Dominic met Estelle when she, along with her full college studies, took on a part-time job to earn a little income. She was an elevator operator at Quackenbush’s department store in downtown Paterson. On one particular day, she had a passenger that just wouldn’t get off the elevator; Dominic Aldi. Dominic was home on leave from the U.S. Navy and he was shopping with some friends at Quackenbush’s. From the moment he saw Estelle on the elevator, he was smitten. He just kept riding the elevator, unwilling to get off until she agreed to go out on a date with him. Eventually she caved in and their first date was set. Dominic went to her house to pick her up and, much to Dom’s surprise, she took him to church - and not just to Mass, but to confession. Since it was Saturday, it was just the right thing to do. Surely this wasn’t what he had in mind for their first date, but like the gentleman that he is, he was happy to oblige her. Their wedding followed a year or so later, on March 28, 1948 at St. Anthony’s RC Church in Butler. After a honeymoon to Niagara Falls, they lived at her parent’s home before settling to their new home they designed together in Wayne in 1951. They made for an interesting couple, and enjoyed the most wonderful and fortunate marriage that they could have ever hoped for. Their home was always filled with big band music and their home radiated with the sounds of Benny Goodman and the like. During their early years in Wayne Dominic and Estelle were founding parishioners of Our Lady of Consolation Church. They were focused on giving their children the gift of faith and all attended Mass at the Schuyler Colfax Junior High School as the church was being built.

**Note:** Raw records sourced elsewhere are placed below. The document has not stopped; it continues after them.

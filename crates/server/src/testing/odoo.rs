//! In-memory Odoo backend.
//!
//! Stores records per model and evaluates the subset of the domain language
//! the bridge uses (`=`, `!=`, `in`, `ilike`, `=ilike` with `|`/`&`/`!`
//! prefixes). Fields can be declared unknown per model to reproduce schema
//! drift, and methods can be scripted to fail.

use std::collections::{BTreeMap, HashMap, HashSet};
use std::sync::{Mutex, MutexGuard, PoisonError};

use async_trait::async_trait;
use serde_json::{Map, Value, json};

use crate::odoo::{OdooError, OdooRpc, Record};

/// Message Odoo raises when confirming an already confirmed order.
const ALREADY_CONFIRMED: &str =
    "It is not allowed to confirm an order in the following states: Sales Order";

#[derive(Default)]
struct FakeState {
    tables: HashMap<String, BTreeMap<i64, Record>>,
    next_id: i64,
    unknown: HashSet<(String, String)>,
    failing: HashSet<(String, String)>,
    ignored: HashSet<(String, String)>,
    calls: Vec<(String, String)>,
}

/// Scripted Odoo used by unit and router tests.
#[derive(Default)]
pub struct FakeOdoo {
    state: Mutex<FakeState>,
}

impl FakeOdoo {
    /// An empty database where every field exists.
    #[must_use]
    pub fn new() -> Self {
        Self::default()
    }

    /// Declare `field` missing from `model`.
    #[must_use]
    pub fn with_unknown_field(mut self, model: &str, field: &str) -> Self {
        self.state_mut()
            .unknown
            .insert((model.to_string(), field.to_string()));
        self
    }

    /// Declare every listed `x_*` field missing from its model.
    #[must_use]
    pub fn without_custom_fields(self) -> Self {
        [
            ("sale.order", "x_stripe_payment_id"),
            ("sale.order", "x_product_id"),
            ("sale.order", "x_product_type"),
            ("sale.order", "x_customer_email"),
            ("sale.order", "x_fiscal_code"),
            ("sale.order", "x_address"),
            ("sale.order", "x_booking_date"),
            ("sale.order", "x_booking_time"),
            ("sale.order", "x_order_number"),
            ("product.product", "x_booking_product_id"),
            ("product.product", "x_product_type"),
            ("purchase.order", "x_booking_product_id"),
            ("purchase.order", "x_sale_order_ids"),
            ("purchase.order.line", "x_sale_order_id"),
        ]
        .into_iter()
        .fold(self, |odoo, (model, field)| odoo.with_unknown_field(model, field))
    }

    /// Make `method` on `model` fail with a non-drift error.
    #[must_use]
    pub fn failing(mut self, model: &str, method: &str) -> Self {
        self.state_mut()
            .failing
            .insert((model.to_string(), method.to_string()));
        self
    }

    /// Make `method` on `model` succeed without side effects.
    #[must_use]
    pub fn ignoring(mut self, model: &str, method: &str) -> Self {
        self.state_mut()
            .ignored
            .insert((model.to_string(), method.to_string()));
        self
    }

    /// Start failing `method` on `model` after construction.
    pub fn fail(&self, model: &str, method: &str) {
        self.state()
            .failing
            .insert((model.to_string(), method.to_string()));
    }

    /// Stop failing `method` on `model`.
    pub fn recover(&self, model: &str, method: &str) {
        self.state()
            .failing
            .remove(&(model.to_string(), method.to_string()));
    }

    /// Seed a record directly, bypassing schema checks.
    pub fn insert(&self, model: &str, values: Value) -> i64 {
        let values = match values {
            Value::Object(map) => map,
            _ => Map::new(),
        };
        let mut state = self.state();
        insert_record(&mut state, model, values)
    }

    /// Raw stored record.
    #[must_use]
    pub fn record(&self, model: &str, id: i64) -> Option<Record> {
        let state = self.state();
        state
            .tables
            .get(model)
            .and_then(|table| table.get(&id))
            .map(|record| with_computed(&state, model, record))
    }

    /// All stored records of `model`, oldest first.
    #[must_use]
    pub fn records(&self, model: &str) -> Vec<Record> {
        let state = self.state();
        state
            .tables
            .get(model)
            .map(|table| {
                table
                    .values()
                    .map(|record| with_computed(&state, model, record))
                    .collect()
            })
            .unwrap_or_default()
    }

    /// Number of stored records of `model`.
    #[must_use]
    pub fn count(&self, model: &str) -> usize {
        self.state().tables.get(model).map_or(0, BTreeMap::len)
    }

    /// How many times `method` was called on `model`.
    #[must_use]
    pub fn call_count(&self, model: &str, method: &str) -> usize {
        self.state()
            .calls
            .iter()
            .filter(|(m, f)| m == model && f == method)
            .count()
    }

    /// Every `(model, method)` pair called so far.
    #[must_use]
    pub fn calls(&self) -> Vec<(String, String)> {
        self.state().calls.clone()
    }

    fn state(&self) -> MutexGuard<'_, FakeState> {
        self.state.lock().unwrap_or_else(PoisonError::into_inner)
    }

    fn state_mut(&mut self) -> &mut FakeState {
        self.state.get_mut().unwrap_or_else(PoisonError::into_inner)
    }
}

As a matter of fact Dominic would walk the streets in the Jackson Avenue area of Wayne and collect pledges and donations from the local residents. Dominic and Estelle enjoyed sixty-nine years of loving and devoted marriage before her passing on April 27, 2017. They are now reunited together again in God’s loving embrace…but will be missed by their children, grandchildren, and great-grandchildren.

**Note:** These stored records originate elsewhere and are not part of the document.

//! Odoo JSON-RPC 2.0 client.

use std::sync::Arc;
use std::sync::atomic::{AtomicU64, Ordering};

use async_trait::async_trait;
use secrecy::{ExposeSecret, SecretString};
use serde::Deserialize;
use serde_json::{Map, Value, json};
use tokio::sync::RwLock;
use tracing::instrument;

use super::auth::{OdooSession, SESSION_TTL, login};
use super::{OdooError, OdooRpc};
use crate::config::OdooConfig;

/// Maximum number of response-body bytes kept in error messages.
const ERROR_BODY_LIMIT: usize = 512;

/// Odoo JSON-RPC client.
///
/// # Authentication
///
/// The uid obtained from `common.login` is cached in memory and reused for
/// one hour. Access errors drop the cached session so the next call logs in
/// again; the failed call itself is not retried.
#[derive(Clone)]
pub struct OdooClient {
    inner: Arc<OdooClientInner>,
}

struct OdooClientInner {
    client: reqwest::Client,
    endpoint: String,
    db: String,
    username: String,
    api_key: SecretString,
    session: RwLock<Option<OdooSession>>,
}

impl std::fmt::Debug for OdooClient {
    fn fmt(&self, f: &mut std::fmt::Formatter<'_>) -> std::fmt::Result {
        f.debug_struct("OdooClient")
            .field("endpoint", &self.inner.endpoint)
            .field("db", &self.inner.db)
            .field("username", &self.inner.username)
            .field("api_key", &"[REDACTED]")
            .finish_non_exhaustive()
    }
}

#[derive(Debug, Deserialize)]
struct JsonRpcResponse {
    #[serde(default)]
    result: Option<Value>,
    #[serde(default)]
    error: Option<JsonRpcError>,
}

#[derive(Debug, Deserialize)]
struct JsonRpcError {
    #[serde(default)]
    code: i64,
    #[serde(default)]
    message: String,
    #[serde(default)]
    data: Option<JsonRpcErrorData>,
}

#[derive(Debug, Deserialize)]
struct JsonRpcErrorData {
    #[serde(default)]
    name: Option<String>,
    #[serde(default)]
    message: Option<String>,
}

impl From<JsonRpcError> for OdooError {
    fn from(error: JsonRpcError) -> Self {
        let (exception, detail) = error
            .data
            .map_or((None, None), |data| (data.name, data.message));
        Self::Rpc {
            code: error.code,
            message: detail.filter(|m| !m.is_empty()).unwrap_or(error.message),
            exception,
        }
    }
}

impl OdooClient {
    /// Create a client for the configured database.
    ///
    /// # Errors
    ///
    /// Returns `OdooError::Http` if the HTTP client cannot be built.
    pub fn new(config: &OdooConfig) -> Result<Self, OdooError> {
        let client = reqwest::Client::builder()
            .timeout(std::time::Duration::from_secs(30))
            .build()?;

        Ok(Self {
            inner: Arc::new(OdooClientInner {
                client,
                endpoint: format!("{}/jsonrpc", config.url.trim_end_matches('/')),
                db: config.db.clone(),
                username: config.username.clone(),
                api_key: config.api_key.clone(),
                session: RwLock::new(None),
            }),
        })
    }

    /// Return the cached uid, logging in when there is none or it is stale.
    ///
    /// # Errors
    ///
    /// Returns `OdooError::AuthenticationFailed` if the credentials are rejected.
    pub async fn authenticate(&self) -> Result<i64, OdooError> {
        if let Some(session) = *self.inner.session.read().await
            && !session.is_stale(SESSION_TTL)
        {
            return Ok(session.uid);
        }

        let mut guard = self.inner.session.write().await;
        // Another task may have logged in while we waited for the lock
        if let Some(session) = *guard
            && !session.is_stale(SESSION_TTL)
        {
            return Ok(session.uid);
        }

        let session = login(
            &self.inner.client,
            &self.inner.endpoint,
            &self.inner.db,
            &self.inner.username,
            &self.inner.api_key,
        )
        .await?;
        *guard = Some(session);
        Ok(session.uid)
    }

    /// Drop the cached session.
    pub async fn clear_session(&self) {
        *self.inner.session.write().await = None;
    }

    /// Server version string from `common.version`.
    ///
    /// # Errors
    ///
    /// Returns `OdooError` if the request fails.
    #[instrument(skip(self))]
    pub async fn server_version(&self) -> Result<String, OdooError> {
        let result = post_jsonrpc(
            &self.inner.client,
            &self.inner.endpoint,
            "common",
            "version",
            Vec::new(),
        )
        .await?;
        Ok(result
            .get("server_version")
            .and_then(Value::as_str)
            .unwrap_or("unknown")
            .to_string())
    }
}

#[async_trait]
impl OdooRpc for OdooClient {
    #[instrument(skip(self, args, kwargs), fields(model = %model, method = %method))]
    async fn execute_kw(
        &self,
        model: &str,
        method: &str,
        args: Vec<Value>,
        kwargs: Map<String, Value>,
    ) -> Result<Value, OdooError> {
        let uid = self.authenticate().await?;

        let result = post_jsonrpc(
            &self.inner.client,
            &self.inner.endpoint,
            "object",
            "execute_kw",
            vec![
                json!(self.inner.db),
                json!(uid),
                json!(self.inner.api_key.expose_secret()),
                json!(model),
                json!(method),
                Value::Array(args),
                Value::Object(kwargs),
            ],
        )
        .await;

        if let Err(e) = &result {
            if e.is_access_error() {
                self.clear_session().await;
            }
            tracing::debug!(error = %e, "Odoo call failed");
        }
        result
    }
}

/// POST one JSON-RPC `call` and unwrap the envelope.
pub(super) async fn post_jsonrpc(
    client: &reqwest::Client,
    endpoint: &str,
    service: &str,
    method: &str,
    args: Vec<Value>,
) -> Result<Value, OdooError> {
    static REQUEST_ID: AtomicU64 = AtomicU64::new(1);

    let body = json!({
        "jsonrpc": "2.0",
        "method": "call",
        "params": {
            "service": service,
            "method": method,
            "args": args,
        },
        "id": REQUEST_ID.fetch_add(1, Ordering::Relaxed),
    });

    let response = client.post(endpoint).json(&body).send().await?;
    let status = response.status();

    if !status.is_success() {
        let mut text = response.text().await.unwrap_or_default();
        if let Some((cut, _)) = text.char_indices().nth(ERROR_BODY_LIMIT) {
            text.truncate(cut);
        }
        return Err(OdooError::Status {
            status: status.as_u16(),
            body: text,
        });
    }

    let envelope: JsonRpcResponse = response.json().await?;
    unwrap_envelope(envelope)
}

fn unwrap_envelope(envelope: JsonRpcResponse) -> Result<Value, OdooError> {
    if let Some(error) = envelope.error {
        return Err(error.into());
    }
    envelope
        .result
        .ok_or_else(|| OdooError::UnexpectedResponse("missing result".to_string()))
}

Dominic was the loving husband to the late Estelle Aldi (d.2017); devoted father of two children; Estelle Meyer of Wayne and her late husband Jake (d.2017), and Dominic of Wayne; cherished grandfather of five grandchildren; David Meyer and his wife Nancy of Wayne, Sherry Ligouri and her husband Jerry of Salt Lake City, Utah, Jessica Rowe and her husband Chris of Wayne, Christine Placko and her husband Bill of Oak Ridge, and Melissa Lyons and her husband Sterling of Sandy, Utah; dearly loved great-grandfather of eleven great-grandchildren; Kayla, Shayna, Heather, Chloe, Sabrina, Daniella, Dominic, Lily, Bryce, Bane and Sage; he was the loved brother of Marion Klepacki of North Haledon.
If you would like to send a private condolence directly to the family use this condolence section.
Friends may visit with the family on Friday, March 20, 2020 from 11:30 AM - 12:15 PM at the Vander May Wayne Colonial Funeral Home, 567 Ratzer Road, Wayne.
Interment will be at the Mount Calvary Cemetery in Butler.